What is required: Repeat exactly each line of the data provided below.

(Beginning of Data)

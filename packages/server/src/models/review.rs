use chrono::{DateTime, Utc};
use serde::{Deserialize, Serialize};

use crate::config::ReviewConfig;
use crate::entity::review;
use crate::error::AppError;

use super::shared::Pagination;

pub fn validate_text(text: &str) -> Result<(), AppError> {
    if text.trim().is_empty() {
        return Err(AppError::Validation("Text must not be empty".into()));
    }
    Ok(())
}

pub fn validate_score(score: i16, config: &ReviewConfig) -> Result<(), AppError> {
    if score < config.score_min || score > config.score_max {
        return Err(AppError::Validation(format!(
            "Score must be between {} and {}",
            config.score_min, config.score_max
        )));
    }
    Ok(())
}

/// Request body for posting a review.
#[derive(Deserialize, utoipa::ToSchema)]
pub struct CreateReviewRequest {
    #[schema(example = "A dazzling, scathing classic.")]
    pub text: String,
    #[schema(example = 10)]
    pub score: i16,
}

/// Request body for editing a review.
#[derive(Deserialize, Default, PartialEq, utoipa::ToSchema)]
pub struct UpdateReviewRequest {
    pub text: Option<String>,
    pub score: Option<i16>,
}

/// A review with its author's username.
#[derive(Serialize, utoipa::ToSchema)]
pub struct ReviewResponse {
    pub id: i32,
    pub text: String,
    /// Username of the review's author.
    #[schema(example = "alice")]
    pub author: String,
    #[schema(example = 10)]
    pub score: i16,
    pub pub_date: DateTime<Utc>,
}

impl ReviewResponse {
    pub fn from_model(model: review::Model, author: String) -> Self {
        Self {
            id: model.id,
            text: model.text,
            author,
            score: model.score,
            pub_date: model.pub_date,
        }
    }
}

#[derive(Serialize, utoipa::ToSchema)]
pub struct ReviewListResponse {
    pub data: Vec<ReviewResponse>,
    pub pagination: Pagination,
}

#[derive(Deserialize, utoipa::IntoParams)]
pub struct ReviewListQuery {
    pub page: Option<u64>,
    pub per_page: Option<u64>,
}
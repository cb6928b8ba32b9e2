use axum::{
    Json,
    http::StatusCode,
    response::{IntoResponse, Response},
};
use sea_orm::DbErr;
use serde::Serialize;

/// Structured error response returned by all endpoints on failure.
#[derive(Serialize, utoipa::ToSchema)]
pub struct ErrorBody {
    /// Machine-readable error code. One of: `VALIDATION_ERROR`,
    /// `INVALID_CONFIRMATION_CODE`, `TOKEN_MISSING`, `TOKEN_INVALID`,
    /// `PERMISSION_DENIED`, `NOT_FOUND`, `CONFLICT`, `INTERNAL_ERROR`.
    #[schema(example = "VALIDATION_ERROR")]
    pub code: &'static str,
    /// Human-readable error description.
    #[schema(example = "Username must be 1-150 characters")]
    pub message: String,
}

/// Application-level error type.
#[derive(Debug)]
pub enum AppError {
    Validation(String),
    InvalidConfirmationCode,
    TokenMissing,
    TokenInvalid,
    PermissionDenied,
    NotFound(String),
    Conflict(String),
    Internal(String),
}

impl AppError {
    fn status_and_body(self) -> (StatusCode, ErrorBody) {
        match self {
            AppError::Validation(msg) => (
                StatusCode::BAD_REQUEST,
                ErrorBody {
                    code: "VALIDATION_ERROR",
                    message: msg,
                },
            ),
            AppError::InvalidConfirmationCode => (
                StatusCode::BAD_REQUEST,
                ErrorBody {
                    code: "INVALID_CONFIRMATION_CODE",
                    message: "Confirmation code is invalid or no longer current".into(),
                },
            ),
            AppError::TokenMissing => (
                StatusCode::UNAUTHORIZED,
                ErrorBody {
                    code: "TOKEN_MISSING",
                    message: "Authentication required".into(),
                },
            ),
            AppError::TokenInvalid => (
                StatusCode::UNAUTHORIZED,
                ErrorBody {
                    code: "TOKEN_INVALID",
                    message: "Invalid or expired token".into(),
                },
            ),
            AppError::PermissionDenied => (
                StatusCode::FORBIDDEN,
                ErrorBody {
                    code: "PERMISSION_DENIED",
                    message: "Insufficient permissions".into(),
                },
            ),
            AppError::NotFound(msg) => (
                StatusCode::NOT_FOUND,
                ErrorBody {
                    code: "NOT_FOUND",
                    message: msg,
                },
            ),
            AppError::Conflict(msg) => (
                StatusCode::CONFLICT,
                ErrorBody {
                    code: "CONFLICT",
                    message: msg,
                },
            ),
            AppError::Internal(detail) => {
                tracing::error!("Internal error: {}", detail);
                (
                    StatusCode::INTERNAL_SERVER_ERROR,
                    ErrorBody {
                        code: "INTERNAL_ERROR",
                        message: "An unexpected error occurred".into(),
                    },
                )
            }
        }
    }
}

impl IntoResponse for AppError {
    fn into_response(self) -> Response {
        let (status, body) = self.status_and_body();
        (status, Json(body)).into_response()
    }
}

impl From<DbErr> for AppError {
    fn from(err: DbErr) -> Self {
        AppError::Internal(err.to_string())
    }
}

(End of Data)

Answer section:
filename packages/server/src/models/review.rs
use chrono::{DateTime, Utc};
use serde::{Deserialize, Serialize};

use crate::config::ReviewConfig;
use crate::entity::review;
use crate::error::AppError;

use super::shared::Pagination;

pub fn validate_text(text: &str) -> Result<(), AppError> {
    if text.trim().is_empty() {
        return Err(AppError::Validation("Text must not be empty".into()));
    }
    Ok(())
}

pub fn validate_score(score: i16, config: &ReviewConfig) -> Result<(), AppError> {
    if score < config.score_min || score > config.score_max {
        return Err(AppError::Validation(format!(
            "Score must be between {} and {}",
            config.score_min, config.score_max
        )));
    }
    Ok(())
}

/// Request body for posting a review.
#[derive(Deserialize, utoipa::ToSchema)]
pub struct CreateReviewRequest {
    #[schema(example = "A dazzling, scathing classic.")]
    pub text: String,
    #[schema(example = 10)]
    pub score: i16,
}

/// Request body for editing a review.
#[derive(Deserialize, Default, PartialEq, utoipa::ToSchema)]
pub struct UpdateReviewRequest {
    pub text: Option<String>,
    pub score: Option<i16>,
}

/// A review with its author's username.
#[derive(Serialize, utoipa::ToSchema)]
pub struct ReviewResponse {
    pub id: i32,
    pub text: String,
    /// Username of the review's author.
    #[schema(example = "alice")]
    pub author: String,
    #[schema(example = 10)]
    pub score: i16,
    pub pub_date: DateTime<Utc>,
}

impl ReviewResponse {
    pub fn from_model(model: review::Model, author: String) -> Self {
        Self {
            id: model.id,
            text: model.text,
            author,
            score: model.score,
            pub_date: model.pub_date,
        }
    }
}

#[derive(Serialize, utoipa::ToSchema)]
pub struct ReviewListResponse {
    pub data: Vec<ReviewResponse>,
    pub pagination: Pagination,
}

#[derive(Deserialize, utoipa::IntoParams)]
pub struct ReviewListQuery {
    pub page: Option<u64>,
    pub per_page: Option<u64>,
}
repository cb6928b8ba32b9e2
use axum::{
    Json,
    http::StatusCode,
    response::{IntoResponse, Response},
};
use sea_orm::DbErr;
use serde::Serialize;

/// Structured error response returned by all endpoints on failure.
#[derive(Serialize, utoipa::ToSchema)]
pub struct ErrorBody {
    /// Machine-readable error code. One of: `VALIDATION_ERROR`,
    /// `INVALID_CONFIRMATION_CODE`, `TOKEN_MISSING`, `TOKEN_INVALID`,
    /// `PERMISSION_DENIED`, `NOT_FOUND`, `CONFLICT`, `INTERNAL_ERROR`.
    #[schema(example = "VALIDATION_ERROR")]
    pub code: &'static str,
    /// Human-readable error description.
    #[schema(example = "Username must be 1-150 characters")]
    pub message: String,
}

/// Application-level error type.
#[derive(Debug)]
pub enum AppError {
    Validation(String),
    InvalidConfirmationCode,
    TokenMissing,
    TokenInvalid,
    PermissionDenied,
    NotFound(String),
    Conflict(String),
    Internal(String),
}

impl AppError {
    fn status_and_body(self) -> (StatusCode, ErrorBody) {
        match self {
            AppError::Validation(msg) => (
                StatusCode::BAD_REQUEST,
                ErrorBody {
                    code: "VALIDATION_ERROR",
                    message: msg,
                },
            ),
            AppError::InvalidConfirmationCode => (
                StatusCode::BAD_REQUEST,
                ErrorBody {
                    code: "INVALID_CONFIRMATION_CODE",
                    message: "Confirmation code is invalid or no longer current".into(),
                },
            ),
            AppError::TokenMissing => (
                StatusCode::UNAUTHORIZED,
                ErrorBody {
                    code: "TOKEN_MISSING",
                    message: "Authentication required".into(),
                },
            ),
            AppError::TokenInvalid => (
                StatusCode::UNAUTHORIZED,
                ErrorBody {
                    code: "TOKEN_INVALID",
                    message: "Invalid or expired token".into(),
                },
            ),
            AppError::PermissionDenied => (
                StatusCode::FORBIDDEN,
                ErrorBody {
                    code: "PERMISSION_DENIED",
                    message: "Insufficient permissions".into(),
                },
            ),
            AppError::NotFound(msg) => (
                StatusCode::NOT_FOUND,
                ErrorBody {
                    code: "NOT_FOUND",
                    message: msg,
                },
            ),
            AppError::Conflict(msg) => (
                StatusCode::CONFLICT,
                ErrorBody {
                    code: "CONFLICT",
                    message: msg,
                },
            ),
            AppError::Internal(detail) => {
                tracing::error!("Internal error: {}", detail);
                (
                    StatusCode::INTERNAL_SERVER_ERROR,
                    ErrorBody {
                        code: "INTERNAL_ERROR",
                        message: "An unexpected error occurred".into(),
                    },
                )
            }
        }
    }
}

impl IntoResponse for AppError {
    fn into_response(self) -> Response {
        let (status, body) = self.status_and_body();
        (status, Json(body)).into_response()
    }
}

impl From<DbErr> for AppError {
    fn from(err: DbErr) -> Self {
        AppError::Internal(err.to_string())
    }
}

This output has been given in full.